» **Activity**
Starting from the line that holds "grid[r][c] = '-';", print each remaining line of the entries exactly, ending with the last.

━━━━━ Records supplied

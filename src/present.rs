// src/present.rs
//
// Plain-text renderers used by the CLI (and for GUI number labels).

use crate::chart::BarChart;
use crate::data::DataSet;
use crate::error::GdpError;
use crate::map::MapView;

pub const NO_DATA: &str = "No data to display";

/// Rounded, comma-grouped: `1234567.4` → `1,234,567`.
pub fn format_gdp(v: f64) -> String {
    let digits = format!("{:.0}", v.abs());
    let mut out = String::with_capacity(digits.len() + digits.len() / 3 + 1);
    if v < 0.0 && digits != "0" {
        out.push('-');
    }
    for (i, ch) in digits.chars().enumerate() {
        if i > 0 && (digits.len() - i) % 3 == 0 {
            out.push(',');
        }
        out.push(ch);
    }
    out
}

fn is_numeric_cell(s: &str) -> bool {
    !s.is_empty() && s.chars().all(|c| c.is_ascii_digit() || matches!(c, '.' | ',' | '-'))
}

/// Aligned columns; numeric cells right-aligned.
pub fn render_table(ds: &DataSet) -> String {
    if ds.is_empty() {
        return join!(NO_DATA, "\n");
    }

    let cols = ds.header_count().max(ds.rows.iter().map(|r| r.len()).max().unwrap_or(0));
    let mut widths = vec![0usize; cols];
    for row in std::iter::once(&ds.headers).chain(ds.rows.iter()) {
        for (i, cell) in row.iter().enumerate() {
            widths[i] = widths[i].max(cell.chars().count());
        }
    }

    let line = |row: &[String]| -> String {
        let cells: Vec<String> = (0..cols)
            .map(|i| {
                let cell = row.get(i).map(String::as_str).unwrap_or("");
                if is_numeric_cell(cell) {
                    format!("{:>w$}", cell, w = widths[i])
                } else {
                    format!("{:<w$}", cell, w = widths[i])
                }
            })
            .collect();
        cells.join("  ").trim_end().to_string()
    };

    let mut out = String::new();
    if !ds.headers.is_empty() {
        out.push_str(&line(&ds.headers));
        out.push('\n');
        let rule: Vec<String> = widths.iter().map(|w| "-".repeat(*w)).collect();
        out.push_str(&rule.join("  "));
        out.push('\n');
    }
    for row in &ds.rows {
        out.push_str(&line(row));
        out.push('\n');
    }
    out
}

/// Horizontal bars, `width` characters for the largest value.
/// Grouped charts print one line per series under each label.
pub fn render_bars(chart: &BarChart, width: usize) -> String {
    if chart.is_empty() {
        return join!(NO_DATA, "\n");
    }

    let max = chart.max_value();
    let scale = |v: f64| if max > 0.0 { ((v / max) * width as f64).round() as usize } else { 0 };
    let label_w = chart.bars.iter().map(|b| b.label.chars().count()).max().unwrap_or(0);

    let mut out = format!("{}\n", chart.title);
    for bar in &chart.bars {
        if chart.stacked {
            let top = bar
                .segments
                .iter()
                .take(3)
                .map(|s| s.label.as_str())
                .collect::<Vec<_>>()
                .join(", ");
            out.push_str(&format!(
                "{:<lw$}  {:<w$}  {}  ({})\n",
                bar.label,
                "#".repeat(scale(bar.total())),
                format_gdp(bar.total()),
                top,
                lw = label_w,
                w = width,
            ));
        } else {
            for (i, seg) in bar.segments.iter().enumerate() {
                let name = if i == 0 { bar.label.as_str() } else { "" };
                out.push_str(&format!(
                    "{:<lw$}  {:<14} {:<w$}  {}\n",
                    name,
                    seg.label,
                    "#".repeat(scale(seg.value)),
                    format_gdp(seg.value),
                    lw = label_w,
                    w = width,
                ));
            }
        }
    }
    out
}

/// ASCII map of the viewport: `+` graticule crossings, `*` markers,
/// popup text listed underneath.
pub fn render_map(view: &MapView, cols: usize, rows: usize) -> String {
    let (cols, rows) = (cols.max(2), rows.max(2));
    let mut grid = vec![vec![' '; cols]; rows];

    let b = view.bounds();
    let (lats, lons) = view.graticule();
    let to_col = |lon: f64| (((lon - b.west) / (b.east - b.west)) * (cols - 1) as f64).round() as usize;
    let to_row = |lat: f64| (((b.north - lat) / (b.north - b.south)) * (rows - 1) as f64).round() as usize;

    for &lat in &lats {
        let r = to_row(lat).min(rows - 1);
        for c in 0..cols {
            grid[r][c] = '-';
        }
    }
    for &lon in &lons {
        let c = to_col(lon).min(cols - 1);
        for r in 0..rows {
            grid[r][c] = if grid[r][c] == '-' { '+' } else { '|' };
        }
    }

    let mut placed = Vec::new();
    for m in &view.markers {
        if let Some((x, y)) = view.project(m.at, (cols - 1) as f32, (rows - 1) as f32) {
            let (c, r) = ((x.round() as usize).min(cols - 1), (y.round() as usize).min(rows - 1));
            grid[r][c] = '*';
            placed.push(m);
        }
    }

    let mut out = format!(
        "Map  lat {:.1}..{:.1}  lon {:.1}..{:.1}  zoom {}\n",
        b.south, b.north, b.west, b.east, view.zoom
    );
    for row in grid {
        out.extend(row);
        out.push('\n');
    }
    for m in placed {
        out.push_str(&format!("* {} ({:.4}, {:.4})\n", m.popup, m.at.lat(), m.at.lon()));
    }
    out
}

/// One line per issue: `error:` for run-ending errors, `!` for degraded sources.
pub fn render_issues(issues: &[GdpError]) -> String {
    issues
        .iter()
        .map(|e| {
            let mark = if e.is_fatal() { "error:" } else { "!" };
            format!("{mark} {e}\n")
        })
        .collect()
}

━━━━━━━━━━

» **Answer section**
            grid[r][c] = '-';
        }
    }
    for &lon in &lons {
        let c = to_col(lon).min(cols - 1);
        for r in 0..rows {
            grid[r][c] = if grid[r][c] == '-' { '+' } else { '|' };
        }
    }

    let mut placed = Vec::new();
    for m in &view.markers {
        if let Some((x, y)) = view.project(m.at, (cols - 1) as f32, (rows - 1) as f32) {
            let (c, r) = ((x.round() as usize).min(cols - 1), (y.round() as usize).min(rows - 1));
            grid[r][c] = '*';
            placed.push(m);
        }
    }

    let mut out = format!(
        "Map  lat {:.1}..{:.1}  lon {:.1}..{:.1}  zoom {}\n",
        b.south, b.north, b.west, b.east, view.zoom
    );
    for row in grid {
        out.extend(row);
        out.push('\n');
    }
    for m in placed {
        out.push_str(&format!("* {} ({:.4}, {:.4})\n", m.popup, m.at.lat(), m.at.lon()));
    }
    out
}

/// One line per issue: `error:` for run-ending errors, `!` for degraded sources.
pub fn render_issues(issues: &[GdpError]) -> String {
    issues
        .iter()
        .map(|e| {
            let mark = if e.is_fatal() { "error:" } else { "!" };
            format!("{mark} {e}\n")
        })
        .collect()
}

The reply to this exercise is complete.